(DATA FOR ANALYSIS Opens)

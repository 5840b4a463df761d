//! Module dedicated to cleanup planning.
//!
//! The [`CleanupPlanner`] converts a storage overage in bytes into a
//! concrete number of messages to delete, using the sampled average
//! message size. The resulting [`CleanupPlan`] never exceeds the hard
//! per-run cap nor the actual candidate pool size, so a bad size
//! estimate cannot produce a runaway deletion.

use tracing::debug;

use crate::{message::size::SizeSampler, quota::StorageReading, Result};

/// The sized deletion plan of one cleanup run.
///
/// Created once per run, immutable, consumed exactly once by the
/// batch deleter.
#[derive(Clone, Copy, Debug, Default, PartialEq)]
pub struct CleanupPlan {
    /// How many messages the run should delete.
    pub messages_to_delete: usize,

    /// How many bytes deleting them should free, estimated from the
    /// sampled average.
    pub estimated_bytes_to_free: u64,

    /// The sampled average message size, in bytes.
    pub average_message_size_bytes: f64,

    /// How many messages matched the target query (safety-capped).
    pub candidate_pool_size: usize,
}

impl CleanupPlan {
    /// Whether the plan deletes nothing.
    pub fn is_noop(&self) -> bool {
        self.messages_to_delete == 0
    }
}

/// The cleanup planning engine.
#[derive(Clone)]
pub struct CleanupPlanner {
    sampler: SizeSampler,
}

impl CleanupPlanner {
    pub fn new(sampler: SizeSampler) -> Self {
        Self { sampler }
    }

    /// Compute how many messages matching the given query must be
    /// deleted to bring usage back to the given target ratio.
    pub async fn plan(
        &self,
        usage: &StorageReading,
        target_ratio: f64,
        query: &str,
        hard_cap: usize,
        sample_size: usize,
    ) -> Result<CleanupPlan> {
        let overage_ratio = (usage.usage_ratio() - target_ratio).max(0.0);
        let bytes_to_free = overage_ratio * usage.total_bytes as f64;

        if bytes_to_free <= 0.0 {
            debug!("usage already at or under target, nothing to free");
            return Ok(CleanupPlan::default());
        }

        debug!("need to free {bytes_to_free:.0} bytes");

        let sample = self.sampler.sample(query, sample_size).await?;

        if sample.total_matching_messages == 0 || sample.average_size_bytes <= 0.0 {
            debug!("no deletion candidate matching {query}");
            return Ok(CleanupPlan {
                average_message_size_bytes: sample.average_size_bytes,
                candidate_pool_size: sample.total_matching_messages,
                ..Default::default()
            });
        }

        let needed = (bytes_to_free / sample.average_size_bytes).ceil() as usize;
        let messages_to_delete = needed
            .min(hard_cap)
            .min(sample.total_matching_messages);
        let estimated_bytes_to_free =
            (messages_to_delete as f64 * sample.average_size_bytes) as u64;

        debug!(
            "cleanup plan: delete {messages_to_delete} of {} candidates (computed need: {needed}, hard cap: {hard_cap})",
            sample.total_matching_messages,
        );

        Ok(CleanupPlan {
            messages_to_delete,
            estimated_bytes_to_free,
            average_message_size_bytes: sample.average_size_bytes,
            candidate_pool_size: sample.total_matching_messages,
        })
    }
}
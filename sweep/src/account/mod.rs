//! # Account module
//!
//! Module dedicated to account management. Everything revolves around
//! the [`config::AccountConfig`] structure, built once per run and
//! passed (immutable) to the engines of this crate.

pub mod config;

#[doc(inline)]
pub use config::AccountConfig;
//! # Message module
//!
//! Module dedicated to message management. The provider features and
//! engines reside in their own modules: [`search`], [`size`] and
//! [`delete`].

pub mod delete;
pub mod search;
pub mod size;

use std::fmt;

/// The provider-assigned identifier of a message.
#[derive(Clone, Debug, Eq, PartialEq, Hash)]
pub struct Id(String);

impl Id {
    pub fn new(id: impl ToString) -> Self {
        Self(id.to_string())
    }

    pub fn as_str(&self) -> &str {
        &self.0
    }
}

impl fmt::Display for Id {
    fn fmt(&self, f: &mut fmt::Formatter<'_>) -> fmt::Result {
        write!(f, "{}", self.0)
    }
}

impl From<String> for Id {
    fn from(id: String) -> Self {
        Self(id)
    }
}

impl From<&str> for Id {
    fn from(id: &str) -> Self {
        Self(id.to_owned())
    }
}
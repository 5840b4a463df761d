//! # Folder module
//!
//! Module dedicated to folder (as known as mailbox) management. The
//! standard folder queries live here, together with the
//! [`FolderCounts`] snapshot used by the daily report. The paged
//! counting engine resides in its own module: [`count`].

pub mod count;

/// The search expression matching the inbox folder.
pub const INBOX: &str = "in:inbox";

/// The search expression matching the sent folder.
pub const SENT: &str = "in:sent";

/// The search expression matching the trash folder.
pub const TRASH: &str = "in:trash";

/// The search expression matching the spam folder.
pub const SPAM: &str = "in:spam";

/// Per-folder message counts, as gathered by
/// [`count::FolderCounter::count_all`].
#[derive(Clone, Copy, Debug, Default, Eq, PartialEq)]
pub struct FolderCounts {
    pub inbox: usize,
    pub sent: usize,
    pub trash: usize,
    pub spam: usize,
}

impl FolderCounts {
    /// The total message count across the standard folders.
    pub fn total(&self) -> usize {
        self.inbox + self.sent + self.trash + self.spam
    }
}
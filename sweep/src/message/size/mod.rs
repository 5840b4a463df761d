//! Module dedicated to message size estimation.
//!
//! The [`SizeSampler`] estimates the average message size of a
//! candidate pool from a bounded sample instead of scanning the whole
//! pool. It prefers precise per-message metadata and degrades to a
//! structural per-thread estimate, then to a fixed constant: sampling
//! may lose precision but never fails a cleanup run on its own.

use std::{sync::Arc, time::Duration};

use async_trait::async_trait;
use tokio::time::sleep;
use tracing::{debug, warn};

use crate::{folder::count::FolderCounter, Result};

use super::{
    search::{SearchMessages, SearchThreads},
    Id,
};

/// The structural size estimate of a single-message thread.
pub const BASE_MESSAGE_SIZE_ESTIMATE: u64 = 100 * 1024;

/// The structural size estimate of each additional message in a
/// thread.
pub const PER_ADDITIONAL_MESSAGE_ESTIMATE: u64 = 50 * 1024;

/// The average message size assumed when nothing at all could be
/// sampled. Consumers must never receive a zero average for a
/// non-empty pool.
pub const FALLBACK_AVERAGE_MESSAGE_SIZE: u64 = 500 * 1024;

/// How many size fetches happen between two courtesy pauses.
const SAMPLE_PAUSE_EVERY: usize = 10;

/// The courtesy pause inserted between sample groups, to avoid
/// provider throttling.
const SAMPLE_PAUSE: Duration = Duration::from_millis(200);

/// The structural size estimate of a thread counting `message_count`
/// messages.
///
/// A deliberately crude linear model, used when thread-level APIs do
/// not expose true byte sizes cheaply.
pub fn structural_size_estimate(message_count: usize) -> u64 {
    BASE_MESSAGE_SIZE_ESTIMATE
        + message_count.saturating_sub(1) as u64 * PER_ADDITIONAL_MESSAGE_ESTIMATE
}

#[async_trait]
pub trait GetMessageSize: Send + Sync {
    /// Get the size estimate of the given message, in bytes.
    async fn get_message_size(&self, id: &Id) -> Result<u64>;
}

/// The result of one sampling pass over a candidate pool.
#[derive(Clone, Copy, Debug, Default, PartialEq)]
pub struct SampleResult {
    /// The exact (safety-capped) count of messages matching the
    /// sampled query.
    pub total_matching_messages: usize,

    /// The estimated average message size, in bytes. Zero only when
    /// the pool itself is empty.
    pub average_size_bytes: f64,
}

/// The average message size sampling engine.
#[derive(Clone)]
pub struct SizeSampler {
    counter: FolderCounter,
    search: Arc<dyn SearchMessages>,
    sizes: Arc<dyn GetMessageSize>,
    threads: Option<Arc<dyn SearchThreads>>,
}

impl SizeSampler {
    pub fn new(
        counter: FolderCounter,
        search: Arc<dyn SearchMessages>,
        sizes: Arc<dyn GetMessageSize>,
    ) -> Self {
        Self {
            counter,
            search,
            sizes,
            threads: None,
        }
    }

    /// Enable the structural fallback estimator, used when precise
    /// per-message metadata is entirely unavailable.
    pub fn with_thread_fallback(mut self, threads: Arc<dyn SearchThreads>) -> Self {
        self.threads = Some(threads);
        self
    }

    /// Estimate the average size of messages matching the given
    /// query, from a sample of at most `max_sample_size` of them.
    pub async fn sample(&self, query: &str, max_sample_size: usize) -> Result<SampleResult> {
        let total = self.counter.count_matching(query).await?;
        if total == 0 {
            return Ok(SampleResult::default());
        }

        let sample_size = max_sample_size.min(total);

        let (mut sampled_bytes, mut sampled_count) =
            match self.sample_precise(query, sample_size).await {
                Ok(sample) => sample,
                Err(err) => {
                    warn!("precise size sampling unavailable: {err}");
                    (0, 0)
                }
            };

        if sampled_count == 0 {
            (sampled_bytes, sampled_count) = self.sample_structural(query, sample_size).await;
        }

        let average_size_bytes = if sampled_count == 0 {
            warn!("nothing could be sampled for {query}, assuming a fixed average message size");
            FALLBACK_AVERAGE_MESSAGE_SIZE as f64
        } else {
            sampled_bytes as f64 / sampled_count as f64
        };

        debug!("average message size for {query}: {average_size_bytes:.0} bytes ({sampled_count} sampled of {total} matching)");

        Ok(SampleResult {
            total_matching_messages: total,
            average_size_bytes,
        })
    }

    /// Sum precise per-message size estimates over a sample.
    ///
    /// A single message whose size cannot be fetched is skipped, not
    /// fatal: a handful of skips must not fail the whole sample.
    async fn sample_precise(&self, query: &str, sample_size: usize) -> Result<(u64, usize)> {
        let ids = self
            .search
            .search_message_ids(query, 0, sample_size)
            .await?;

        let mut sampled_bytes = 0;
        let mut sampled_count = 0;

        for (n, id) in ids.iter().enumerate() {
            match self.sizes.get_message_size(id).await {
                Ok(size) => {
                    sampled_bytes += size;
                    sampled_count += 1;
                }
                Err(err) => {
                    warn!("cannot get size of message {id}, skipping it: {err}");
                }
            }

            if (n + 1) % SAMPLE_PAUSE_EVERY == 0 {
                sleep(SAMPLE_PAUSE).await;
            }
        }

        Ok((sampled_bytes, sampled_count))
    }

    /// Sum structural per-thread size estimates over a sample.
    async fn sample_structural(&self, query: &str, sample_size: usize) -> (u64, usize) {
        let Some(threads) = &self.threads else {
            return (0, 0);
        };

        match threads.search_threads(query, 0, sample_size).await {
            Ok(threads) => {
                let bytes = threads
                    .iter()
                    .map(|t| structural_size_estimate(t.message_count))
                    .sum();
                (bytes, threads.len())
            }
            Err(err) => {
                warn!("structural size sampling unavailable: {err}");
                (0, 0)
            }
        }
    }
}
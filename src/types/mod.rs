//! Type definitions for tracemeter

mod error;
mod query;
mod records;
mod report;

pub use error::*;
pub use query::*;
pub use records::*;
pub use report::*;
//! Daily metrics query parameters and their validation

use chrono::{DateTime, Utc};
use serde::{Deserialize, Serialize};

use super::{Result, TracemeterError};

pub const DEFAULT_PAGE: u32 = 1;
pub const DEFAULT_LIMIT: u32 = 50;

/// Record filters and paging for a daily metrics request
#[derive(Debug, Clone, Serialize, Deserialize, PartialEq)]
#[serde(rename_all = "camelCase", default)]
pub struct MetricsQuery {
    pub page: u32,
    pub limit: u32,
    pub trace_name: Option<String>,
    pub user_id: Option<String>,
    /// A trace must carry every listed tag
    pub tags: Vec<String>,
    pub project_id: Option<String>,
    /// Inclusive
    pub from_timestamp: Option<DateTime<Utc>>,
    /// Exclusive
    pub to_timestamp: Option<DateTime<Utc>>,
}

impl Default for MetricsQuery {
    fn default() -> Self {
        Self {
            page: DEFAULT_PAGE,
            limit: DEFAULT_LIMIT,
            trace_name: None,
            user_id: None,
            tags: Vec::new(),
            project_id: None,
            from_timestamp: None,
            to_timestamp: None,
        }
    }
}

impl MetricsQuery {
    pub fn validate(&self) -> Result<()> {
        if self.page == 0 {
            return Err(TracemeterError::InvalidQuery("page starts at 1".into()));
        }
        if self.limit == 0 {
            return Err(TracemeterError::InvalidQuery("limit must be at least 1".into()));
        }
        if let (Some(from), Some(to)) = (self.from_timestamp, self.to_timestamp) {
            if from >= to {
                return Err(TracemeterError::InvalidQuery(format!(
                    "fromTimestamp {} is not before toTimestamp {}",
                    from.to_rfc3339(),
                    to.to_rfc3339()
                )));
            }
        }
        Ok(())
    }

    /// Whether `ts` falls in `[from, to)`
    pub fn in_range(&self, ts: DateTime<Utc>) -> bool {
        self.from_timestamp.is_none_or(|from| ts >= from)
            && self.to_timestamp.is_none_or(|to| ts < to)
    }

    pub fn has_time_range(&self) -> bool {
        self.from_timestamp.is_some() || self.to_timestamp.is_some()
    }
}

(DATA FOR ANALYSIS Closes)

I need every line of the data that has the word "management"; please list them.

▸ ANSWER BOX:
//! Module dedicated to account management. Everything revolves around
//! Module dedicated to message management. The provider features and
//! Module dedicated to folder (as known as mailbox) management. The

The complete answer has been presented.